Now to go back it should be told here that when Phyllis saw Baba the previous December, 1964, Baba had told her that he wanted me to come to him, and it was then that he said, “I will show Lyn my face as it really is. This I give to very few."

 

When entering a room from the daylight I find generally that it takes me sometime before I can see anything, so depleted are the retinas of my eyes. I cannot recall what I saw or did not see upon entering the door of Mandali Hall. I found that Baba seats himself near that door in the corner by a window, and as Baba held my face very close to his in our original embrace, I found that I could see only the left side of Baba's face, illuminated by the window, while most of his face remained obscured from my eyes by the dimmer light of the room. Baba seemed concerned by how well I could see him and at one point he said to me that all people are blind to him as he really is, but that someday I will see his face within.

 

Then all of a sudden a brilliant light fell upon Baba, but it was not the inner light of illumination. Nevertheless it caused me considerable inspiration for I could see him very plainly and I could tell this gave Baba great pleasure.
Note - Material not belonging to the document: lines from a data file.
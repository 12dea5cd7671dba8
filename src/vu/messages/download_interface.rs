//! Download interface version, the two byte transfer that opens every
//! generation 2 version 2 download. It carries no signature.

use nom::{combinator::map, sequence::tuple, IResult};

use crate::error::Result;
use crate::vu::auth::Authentication;
use crate::vu::messages::{raw_canvas, run_parser};
use crate::vu::types::t_u8;

#[derive(Debug, Clone, PartialEq, Default)]
pub struct DownloadInterfaceVersion {
    pub generation: u8,
    pub version: u8,
    pub raw_data: Option<Vec<u8>>,
    pub authentication: Option<Authentication>,
}

pub const DOWNLOAD_INTERFACE_VERSION_SIZE: usize = 2;

fn parse_value(buffer: &[u8]) -> IResult<&[u8], DownloadInterfaceVersion> {
    map(tuple((t_u8, t_u8)), |(generation, version)| {
        DownloadInterfaceVersion {
            generation,
            version,
            raw_data: None,
            authentication: None,
        }
    })(buffer)
}

impl DownloadInterfaceVersion {
    pub fn unmarshal_value(value: &[u8]) -> Result<DownloadInterfaceVersion> {
        let mut message = run_parser(value, parse_value, "DownloadInterfaceVersion")?;
        message.raw_data = Some(value.to_vec());
        Ok(message)
    }

    pub fn marshal_value(&self) -> Vec<u8> {
        let mut canvas = raw_canvas(self.raw_data.as_deref(), DOWNLOAD_INTERFACE_VERSION_SIZE, 0);
        canvas.put_u8(self.generation);
        canvas.put_u8(self.version);
        canvas.into_bytes()
    }
}

#[cfg(test)]
mod tests {
    use pretty_assertions::assert_eq;

    use super::*;

    #[test]
    fn round_trips() {
        let value = [0x02, 0x02];
        let message = DownloadInterfaceVersion::unmarshal_value(&value).unwrap();
        assert_eq!(0x02, message.generation);
        assert_eq!(0x02, message.version);
        assert_eq!(value.to_vec(), message.marshal_value());
    }

    #[test]
    fn rejects_oversized_value() {
        assert!(DownloadInterfaceVersion::unmarshal_value(&[0x02, 0x02, 0x00]).is_err());
    }
}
I could not concentrate on what Baba was saying then for the happiness I felt at the dispersion of the shadows from Baba's physical face. It always makes me happy to have objects brightly illuminated so imagine my happiness in having the one object representing Reality illuminated even in the gross.

 

Mani, Baba's sister, had quietly come into the hall and was taking a movie of the darshan. This was a great gift to me from Baba, as well as the mandali, for the battery-powered flood lights were the only source of artificial light in Baba’s unelectrified abode. I am in retrospect aware that this had the effect of accentuating and sharpening my ego-consciousness, which had seemed up to then very weak in his presence, because I experienced the vanity of being filmed in intimate darshan with Baba.